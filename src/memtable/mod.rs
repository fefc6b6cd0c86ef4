//! MemTable Module
//!
//! The live, ordered key space.
//!
//! ## Responsibilities
//! - Fast reads and writes in memory
//! - Snapshot reads: a reader sees a batch entirely or not at all
//! - Ordered prefix iteration for scans and checkpoints
//!
//! ## Data Structure Choice
//! BTreeMap wrapped in RwLock:
//! - Ordered keys (prefix scans are a range walk)
//! - Many concurrent readers, one writer applying a whole batch at a time

mod table;

pub use table::{MemTable, MemTableView, PrefixIter};
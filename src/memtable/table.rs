//! MemTable implementation
//!
//! BTreeMap-based memtable with RwLock for concurrency.

use std::collections::btree_map;
use std::collections::BTreeMap;
use std::ops::Bound;

use parking_lot::{RwLock, RwLockReadGuard};

use crate::wal::WritePair;

type Map = BTreeMap<Vec<u8>, Vec<u8>>;

/// In-memory table holding every live key
pub struct MemTable {
    data: RwLock<Map>,
}

impl MemTable {
    /// Create a new empty MemTable
    pub fn new() -> Self {
        Self {
            data: RwLock::new(BTreeMap::new()),
        }
    }

    /// Get a value by key (read lock)
    pub fn get(&self, key: &[u8]) -> Option<Vec<u8>> {
        self.data.read().get(key).cloned()
    }

    /// Apply a whole batch under one write lock
    ///
    /// Readers holding a [`MemTableView`] see either none or all of the batch.
    pub fn apply(&self, writes: Vec<WritePair>) {
        let mut data = self.data.write();
        for (key, value) in writes {
            data.insert(key, value);
        }
    }

    /// Take a consistent read view (holds the read lock until dropped)
    pub fn view(&self) -> MemTableView<'_> {
        MemTableView {
            guard: self.data.read(),
        }
    }

    /// Get entry count
    pub fn entry_count(&self) -> usize {
        self.data.read().len()
    }

    /// Check if empty
    pub fn is_empty(&self) -> bool {
        self.data.read().is_empty()
    }

    /// Replace the whole contents (used when loading a snapshot)
    pub fn load(&self, entries: Vec<WritePair>) {
        let mut data = self.data.write();
        data.clear();
        data.extend(entries);
    }
}

impl Default for MemTable {
    fn default() -> Self {
        Self::new()
    }
}

/// A consistent, read-locked view of the table
///
/// Writers block while a view is alive, so keep views short-lived.
pub struct MemTableView<'a> {
    guard: RwLockReadGuard<'a, Map>,
}

impl<'a> MemTableView<'a> {
    pub fn get(&self, key: &[u8]) -> Option<&[u8]> {
        self.guard.get(key).map(Vec::as_slice)
    }

    /// Entries whose key starts with `prefix`, in ascending key order
    pub fn scan_prefix<'v>(&'v self, prefix: &'v [u8]) -> PrefixIter<'v> {
        PrefixIter {
            inner: self
                .guard
                .range::<[u8], _>((Bound::Included(prefix), Bound::Unbounded)),
            prefix,
        }
    }

    /// Every entry in ascending key order
    pub fn iter(&self) -> btree_map::Iter<'_, Vec<u8>, Vec<u8>> {
        self.guard.iter()
    }

    pub fn len(&self) -> usize {
        self.guard.len()
    }

    pub fn is_empty(&self) -> bool {
        self.guard.is_empty()
    }
}

/// Iterator over the entries sharing a prefix
pub struct PrefixIter<'a> {
    inner: btree_map::Range<'a, Vec<u8>, Vec<u8>>,
    prefix: &'a [u8],
}

impl<'a> Iterator for PrefixIter<'a> {
    type Item = (&'a [u8], &'a [u8]);

    fn next(&mut self) -> Option<Self::Item> {
        let (key, value) = self.inner.next()?;
        if key.starts_with(self.prefix) {
            Some((key.as_slice(), value.as_slice()))
        } else {
            None
        }
    }
}
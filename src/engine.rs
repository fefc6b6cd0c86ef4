//! Engine Module
//!
//! The durable storage engine behind the [`Store`] boundary.
//!
//! ## Responsibilities
//! - Coordinate WAL, MemTable and snapshot files
//! - Handle concurrent read/write access
//! - Checkpoint when the WAL grows too large
//! - Manage crash recovery on startup

use std::fs;
use std::path::{Path, PathBuf};

use parking_lot::Mutex;

use crate::config::Config;
use crate::error::Result;
use crate::memtable::MemTable;
use crate::storage::{Snapshot, SnapshotWriter, Store};
use crate::wal::{WalRecovery, WalWriter, WritePair};

/// The main storage engine
///
/// ## Concurrency Model: Single-Writer / Multiple-Reader (SWMR)
///
/// - **Writes** (`set_many`/`checkpoint`): serialized by `write_lock`
///   - Must acquire: write_lock → WAL → memtable
///   - A batch is one WAL record and one memtable write-lock section
///
/// - **Reads**: take a memtable read view for their whole duration, so a
///   multi-key read or a scan observes one consistent state
pub struct Engine {
    /// Engine configuration
    config: Config,

    /// Write-ahead log for durability (exclusive access needed)
    wal: Mutex<WalWriter>,

    /// Every live key (internal RwLock)
    memtable: MemTable,

    /// Serializes write operations (batches and checkpoints)
    write_lock: Mutex<()>,

    snapshot_path: PathBuf,
}

impl Engine {
    // =========================================================================
    // Internal Path Constants
    // =========================================================================
    const WAL_FILENAME: &'static str = "wal.log";
    const SNAPSHOT_FILENAME: &'static str = "snapshot.db";

    /// Open or create an engine with the given config
    ///
    /// On startup:
    /// 1. Open/create data directory
    /// 2. Load the last snapshot if one exists
    /// 3. Replay WAL records newer than the snapshot
    /// 4. Ready to serve requests
    pub fn open(config: Config) -> Result<Self> {
        // Step 1: Create data directory if it doesn't exist
        fs::create_dir_all(&config.data_dir)?;

        let wal_path = config.data_dir.join(Self::WAL_FILENAME);
        let snapshot_path = config.data_dir.join(Self::SNAPSHOT_FILENAME);

        // Step 2: Load snapshot
        let memtable = MemTable::new();
        let mut last_lsn = 0;
        if snapshot_path.exists() {
            let snapshot = Snapshot::load(&snapshot_path)?;
            tracing::info!(
                entries = snapshot.entries.len(),
                last_lsn = snapshot.last_lsn,
                "loaded snapshot"
            );
            last_lsn = snapshot.last_lsn;
            memtable.load(snapshot.entries);
        }

        // Step 3: Replay WAL. Records at or below the snapshot LSN were
        // already folded in (crash between snapshot rename and WAL truncate).
        if wal_path.exists() {
            let (entries, recovery) = WalRecovery::recover(&wal_path)?;
            let mut replayed = 0u64;
            for entry in entries {
                if entry.lsn <= last_lsn {
                    continue;
                }
                last_lsn = entry.lsn;
                memtable.apply(entry.writes);
                replayed += 1;
            }
            if recovery.entries_recovered > 0 || recovery.was_truncated {
                tracing::info!(
                    recovered = recovery.entries_recovered,
                    replayed,
                    corrupted = recovery.entries_corrupted,
                    truncated = recovery.was_truncated,
                    last_lsn,
                    "WAL recovery complete"
                );
            }
        }

        let wal = WalWriter::open_at(&wal_path, config.wal_sync_strategy, last_lsn + 1)?;

        Ok(Self {
            config,
            wal: Mutex::new(wal),
            memtable,
            write_lock: Mutex::new(()),
            snapshot_path,
        })
    }

    /// Open with a path (convenience method)
    ///
    /// Uses default config with the specified data directory
    pub fn open_path(path: &Path) -> Result<Self> {
        let config = Config::builder().data_dir(path).build();
        Self::open(config)
    }

    /// Apply a batch: WAL first, then the memtable, then maybe checkpoint
    fn write_batch(&self, writes: Vec<WritePair>) -> Result<()> {
        if writes.is_empty() {
            return Ok(());
        }

        let _write_guard = self.write_lock.lock();

        let wal_size = {
            let mut wal = self.wal.lock();
            wal.append(&writes)?;
            wal.size()
        };

        self.memtable.apply(writes);

        if wal_size >= self.config.checkpoint_threshold {
            // The batch is already durable in the WAL; a failed checkpoint
            // only postpones truncation.
            if let Err(e) = self.checkpoint_internal() {
                tracing::warn!(error = %e, "checkpoint failed");
            }
        }

        Ok(())
    }

    /// Write a snapshot of the whole key space and truncate the WAL
    pub fn checkpoint(&self) -> Result<()> {
        let _write_guard = self.write_lock.lock();
        self.checkpoint_internal()
    }

    /// Internal checkpoint (called with write lock held)
    fn checkpoint_internal(&self) -> Result<()> {
        let mut wal = self.wal.lock();
        let last_lsn = wal.current_lsn();

        let written = {
            let view = self.memtable.view();
            let mut writer = SnapshotWriter::create(&self.snapshot_path, last_lsn)?;
            for (key, value) in view.iter() {
                writer.add(key, value)?;
            }
            writer.finish()?
        };

        wal.truncate()?;
        tracing::info!(entries = written, last_lsn, "checkpoint complete");
        Ok(())
    }

    /// Close the engine gracefully
    ///
    /// Checkpoints so the next open does not need to replay the WAL
    pub fn close(self) -> Result<()> {
        self.checkpoint()?;
        self.wal.lock().sync()?;
        Ok(())
    }

    // =========================================================================
    // Accessors (for testing and debugging)
    // =========================================================================

    /// Get the data directory path
    pub fn data_dir(&self) -> &Path {
        &self.config.data_dir
    }

    /// Number of live keys
    pub fn key_count(&self) -> usize {
        self.memtable.entry_count()
    }

    /// Current WAL size in bytes
    pub fn wal_size(&self) -> u64 {
        self.wal.lock().size()
    }

    /// LSN of the last committed batch
    pub fn current_lsn(&self) -> u64 {
        self.wal.lock().current_lsn()
    }

    /// Get the configuration
    pub fn config(&self) -> &Config {
        &self.config
    }
}

impl Store for Engine {
    fn get(&self, key: &[u8]) -> Result<Option<Vec<u8>>> {
        Ok(self.memtable.get(key))
    }

    fn get_many(&self, keys: &[Vec<u8>]) -> Result<Vec<Option<Vec<u8>>>> {
        let view = self.memtable.view();
        Ok(keys
            .iter()
            .map(|key| view.get(key).map(<[u8]>::to_vec))
            .collect())
    }

    fn scan_prefix(&self, prefix: &[u8]) -> Result<Vec<WritePair>> {
        let view = self.memtable.view();
        Ok(view
            .scan_prefix(prefix)
            .map(|(k, v)| (k.to_vec(), v.to_vec()))
            .collect())
    }

    fn list_keys(&self, prefix: &[u8]) -> Result<Vec<Vec<u8>>> {
        let view = self.memtable.view();
        Ok(view.scan_prefix(prefix).map(|(k, _)| k.to_vec()).collect())
    }

    fn set_many(&self, writes: Vec<WritePair>) -> Result<()> {
        self.write_batch(writes)
    }
}
//! Tests for the subscription registry
//!
//! These tests verify:
//! - Session registration rules
//! - Key and prefix subscribe/unsubscribe idempotence
//! - Matching: exact keys, every prefix, each session once
//! - Disconnect cleanup
//! - Concurrent subscribe/match/remove

use std::sync::Arc;
use std::thread;

use tidekv::error::TideError;
use tidekv::hub::{MemorySession, SessionInfo, SessionRef};
use tidekv::subscription::{RegistryStats, SessionSubscriptions, SubscriptionRegistry};

// =============================================================================
// Helper Functions
// =============================================================================

fn session(uid: &str) -> SessionRef {
    MemorySession::with_info(SessionInfo::with_uid(uid, ""), 16)
}

fn registry_with(uids: &[&str]) -> SubscriptionRegistry {
    let registry = SubscriptionRegistry::new();
    for uid in uids {
        registry.register_session(session(uid)).unwrap();
    }
    registry
}

fn matched_uids(registry: &SubscriptionRegistry, key: &[u8]) -> Vec<String> {
    let mut uids: Vec<String> = registry
        .matching_subscribers(key)
        .iter()
        .map(|s| s.identify().uid.clone())
        .collect();
    uids.sort();
    uids
}

// =============================================================================
// Registration Tests
// =============================================================================

#[test]
fn test_register_rejects_duplicate_uid() {
    let registry = registry_with(&["a"]);

    assert!(registry.is_registered("a"));
    assert!(matches!(
        registry.register_session(session("a")),
        Err(TideError::DuplicateSession(_))
    ));
}

#[test]
fn test_subscribe_requires_registration() {
    let registry = SubscriptionRegistry::new();

    assert!(matches!(
        registry.subscribe_key("ghost", b"k"),
        Err(TideError::SessionClosed(_))
    ));
    assert!(matches!(
        registry.subscribe_prefix("ghost", b"p"),
        Err(TideError::SessionClosed(_))
    ));
}

// =============================================================================
// Subscribe / Unsubscribe Tests
// =============================================================================

#[test]
fn test_subscribe_key_is_idempotent() {
    let registry = registry_with(&["a"]);

    assert!(registry.subscribe_key("a", b"k").unwrap());
    assert!(!registry.subscribe_key("a", b"k").unwrap());

    assert_eq!(matched_uids(&registry, b"k"), vec!["a"]);
    assert_eq!(registry.stats().keys, 1);
}

#[test]
fn test_unsubscribe_unknown_is_noop() {
    let registry = registry_with(&["a"]);

    assert!(!registry.unsubscribe_key("a", b"never"));
    assert!(!registry.unsubscribe_prefix("a", b"never"));
    assert!(!registry.unsubscribe_key("ghost", b"k"));
}

#[test]
fn test_unsubscribe_stops_matching() {
    let registry = registry_with(&["a"]);
    registry.subscribe_key("a", b"k").unwrap();
    registry.subscribe_prefix("a", b"p/").unwrap();

    assert!(registry.unsubscribe_key("a", b"k"));
    assert!(registry.unsubscribe_prefix("a", b"p/"));

    assert!(registry.matching_subscribers(b"k").is_empty());
    assert!(registry.matching_subscribers(b"p/x").is_empty());
    assert_eq!(
        registry.stats(),
        RegistryStats {
            sessions: 1,
            keys: 0,
            prefixes: 0
        }
    );
}

// =============================================================================
// Matching Tests
// =============================================================================

#[test]
fn test_prefix_matches_only_keys_starting_with_it() {
    let registry = registry_with(&["a"]);
    registry.subscribe_prefix("a", b"user/").unwrap();

    assert_eq!(matched_uids(&registry, b"user/1"), vec!["a"]);
    assert_eq!(matched_uids(&registry, b"user/"), vec!["a"]);
    assert!(matched_uids(&registry, b"users").is_empty());
    assert!(matched_uids(&registry, b"use").is_empty());
}

#[test]
fn test_empty_prefix_matches_everything() {
    let registry = registry_with(&["a"]);
    registry.subscribe_prefix("a", b"").unwrap();

    assert_eq!(matched_uids(&registry, b""), vec!["a"]);
    assert_eq!(matched_uids(&registry, b"anything"), vec!["a"]);
}

#[test]
fn test_session_matched_once_across_key_and_prefixes() {
    let registry = registry_with(&["a", "b"]);
    registry.subscribe_key("a", b"x/y").unwrap();
    registry.subscribe_prefix("a", b"x").unwrap();
    registry.subscribe_prefix("a", b"x/").unwrap();
    registry.subscribe_prefix("a", b"x/y").unwrap();
    registry.subscribe_prefix("b", b"x/").unwrap();

    assert_eq!(matched_uids(&registry, b"x/y"), vec!["a", "b"]);
    assert_eq!(matched_uids(&registry, b"x/z"), vec!["a", "b"]);
    assert_eq!(matched_uids(&registry, b"xz"), vec!["a"]);
}

#[test]
fn test_matching_with_many_prefixes() {
    // More prefixes than the key has candidate prefixes
    let registry = registry_with(&["a", "b"]);
    for i in 0..32 {
        registry
            .subscribe_prefix("b", format!("other{}/", i).as_bytes())
            .unwrap();
    }
    registry.subscribe_prefix("a", b"k").unwrap();

    assert_eq!(matched_uids(&registry, b"key"), vec!["a"]);
    assert_eq!(matched_uids(&registry, b"other7/x"), vec!["b"]);
}

// =============================================================================
// Cleanup Tests
// =============================================================================

#[test]
fn test_remove_session_purges_everything() {
    let registry = registry_with(&["a", "b"]);
    registry.subscribe_key("a", b"k").unwrap();
    registry.subscribe_prefix("a", b"p").unwrap();
    registry.subscribe_key("b", b"k").unwrap();

    assert!(registry.remove_session("a"));
    assert!(!registry.remove_session("a"));

    assert_eq!(matched_uids(&registry, b"k"), vec!["b"]);
    assert!(registry.matching_subscribers(b"p1").is_empty());
    assert_eq!(registry.subscriptions_of("a"), None);
    assert_eq!(
        registry.stats(),
        RegistryStats {
            sessions: 1,
            keys: 1,
            prefixes: 0
        }
    );

    // A removed session cannot subscribe again
    assert!(registry.subscribe_key("a", b"k").is_err());
}

#[test]
fn test_subscriptions_of_sorted() {
    let registry = registry_with(&["a"]);
    registry.subscribe_key("a", b"z").unwrap();
    registry.subscribe_key("a", b"b").unwrap();
    registry.subscribe_prefix("a", b"p").unwrap();

    assert_eq!(
        registry.subscriptions_of("a"),
        Some(SessionSubscriptions {
            keys: vec![b"b".to_vec(), b"z".to_vec()],
            prefixes: vec![b"p".to_vec()],
        })
    );
}

// =============================================================================
// Concurrency Tests
// =============================================================================

#[test]
fn test_concurrent_subscribe_match_remove() {
    let registry = Arc::new(SubscriptionRegistry::new());

    let handles: Vec<_> = (0..4)
        .map(|t| {
            let registry = Arc::clone(&registry);
            thread::spawn(move || {
                for i in 0..100 {
                    let uid = format!("s{}-{}", t, i);
                    registry.register_session(session(&uid)).unwrap();
                    registry.subscribe_key(&uid, b"shared").unwrap();
                    registry.subscribe_prefix(&uid, b"sh").unwrap();
                    let matched = registry.matching_subscribers(b"shared");
                    assert!(matched.iter().any(|s| s.identify().uid == uid));
                    assert!(registry.remove_session(&uid));
                }
            })
        })
        .collect();

    for handle in handles {
        handle.join().unwrap();
    }

    assert_eq!(registry.stats(), RegistryStats::default());
}
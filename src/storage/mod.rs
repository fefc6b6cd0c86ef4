//! Storage Module
//!
//! The storage adapter boundary and the on-disk checkpoint format.
//!
//! ## Responsibilities
//! - [`Store`]: what the hub needs from a transactional engine (snapshot
//!   reads, atomic multi-key writes, ordered prefix iteration)
//! - [`snapshot`]: persist the whole key space as one checksummed file
//!
//! ## Snapshot File Format (V1)
//! ```text
//! ┌────────────────────────────────────────┐
//! │ Header                                 │
//! │ ┌──────────┬──────────┬──────┬───────┐ │
//! │ │Magic (4) │Version(2)│Count │LastLSN│ │
//! │ └──────────┴──────────┴──────┴───────┘ │
//! ├────────────────────────────────────────┤
//! │ Data Block                             │
//! │ ┌────────┬────────┬─────┬───────────┐ │
//! │ │KeyLen  │ValLen  │ Key │   Value   │ │
//! │ └────────┴────────┴─────┴───────────┘ │
//! │ ... (repeated for each entry)         │
//! ├────────────────────────────────────────┤
//! │ Footer: CRC32 of the data block (4)    │
//! └────────────────────────────────────────┘
//! ```

pub mod snapshot;

pub use snapshot::{Snapshot, SnapshotWriter};

use crate::error::Result;
use crate::wal::WritePair;

/// Storage adapter used by the hub
///
/// Keys and values are raw bytes; the adapter never interprets them.
/// "Not found" is `Ok(None)`, never an error.
pub trait Store: Send + Sync {
    /// Point lookup
    fn get(&self, key: &[u8]) -> Result<Option<Vec<u8>>>;

    /// Several lookups against one consistent snapshot, in input order
    fn get_many(&self, keys: &[Vec<u8>]) -> Result<Vec<Option<Vec<u8>>>>;

    /// Every entry whose key starts with `prefix`, ascending by key
    fn scan_prefix(&self, prefix: &[u8]) -> Result<Vec<WritePair>>;

    /// Every key starting with `prefix`, ascending
    fn list_keys(&self, prefix: &[u8]) -> Result<Vec<Vec<u8>>>;

    /// Single write
    fn set(&self, key: Vec<u8>, value: Vec<u8>) -> Result<()> {
        self.set_many(vec![(key, value)])
    }

    /// Atomic multi-key write: all pairs become visible together, or none do
    fn set_many(&self, writes: Vec<WritePair>) -> Result<()>;
}
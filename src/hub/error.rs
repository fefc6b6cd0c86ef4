//! Command-level errors
//!
//! Every failure a handler reports to its client. None of them closes the
//! connection.

use thiserror::Error;

use crate::error::TideError;

/// Result type for command handlers
pub type CommandResult = std::result::Result<serde_json::Value, CommandError>;

#[derive(Debug, Error)]
pub enum CommandError {
    /// Required field absent or of the wrong type
    #[error("invalid or missing '{0}' parameter")]
    MissingParam(&'static str),

    /// Field present but semantically invalid
    #[error("{0}")]
    InvalidFormat(String),

    /// Storage or internal failure
    #[error("server error: {0}")]
    Server(#[from] TideError),

    #[error("unrecognized command \"{0}\"")]
    UnrecognizedCommand(String),
}

impl CommandError {
    /// Wire error code
    pub fn code(&self) -> &'static str {
        match self {
            CommandError::MissingParam(_) => "missing-param",
            CommandError::InvalidFormat(_) => "invalid-format",
            CommandError::Server(_) => "server-error",
            CommandError::UnrecognizedCommand(_) => "unrecognized-command",
        }
    }
}
//! Protocol Module
//!
//! Defines the wire protocol for client-server communication.
//!
//! ## Framing
//! ```text
//! ┌──────────┬─────────────────────────────┐
//! │ Len (4)  │   UTF-8 JSON message        │
//! └──────────┴─────────────────────────────┘
//! ```
//! `Len` is big-endian; frames above [`MAX_FRAME_SIZE`] are rejected.
//!
//! ## Session
//! 1. Client sends a hello: `{"namespace": "tenant-a/"}`
//! 2. Server answers `{"type":"hello","uid":"…","version":1}`
//! 3. Client sends requests: `{"command":"read-key","data":{"key":"k"},"requestID":"1"}`
//! 4. Server answers each with `{"type":"response","ok":true,"requestID":"1","data":…}`
//!    and interleaves pushes `{"type":"push","key":"k","value":"v"}` for
//!    subscribed keys and prefixes.
//!
//! ## Error Codes
//! Failed responses carry `data: {"error": <code>, "message": <text>}` with
//! codes `missing-param`, `invalid-format`, `server-error` and
//! `unrecognized-command`.

mod command;
mod response;
mod codec;

pub use command::{
    ClientHello, Request, CMD_LIST_KEYS, CMD_PROTO_VERSION, CMD_READ_BULK, CMD_READ_KEY,
    CMD_READ_PREFIX, CMD_SUBSCRIBE_KEY, CMD_SUBSCRIBE_PREFIX, CMD_UNSUBSCRIBE_KEY,
    CMD_UNSUBSCRIBE_PREFIX, CMD_WRITE_BULK, CMD_WRITE_KEY, COMMAND_NAMES, PROTO_VERSION,
};
pub use response::{ErrorBody, ServerMessage};
pub use codec::{
    decode_frame, decode_hello, decode_request, decode_server_message, encode_frame,
    encode_message, read_frame, write_frame, HEADER_SIZE, MAX_FRAME_SIZE,
};
//! Subscription Module
//!
//! Who wants to hear about which keys.
//!
//! ## Responsibilities
//! - Exact-key and prefix subscriptions per session
//! - Matching a written key to every interested session, once each
//! - Purging a session's subscriptions when it disconnects
//!
//! Keys here are already namespaced; the registry never sees logical keys.

mod registry;

pub use registry::{RegistryStats, SessionSubscriptions, SubscriptionRegistry};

## Task statement
Search the data above for lines holding "usize" and copy each of them.

## The answer
    pub fn entry_count(&self) -> usize {
    pub fn len(&self) -> usize {
    pub fn key_count(&self) -> usize {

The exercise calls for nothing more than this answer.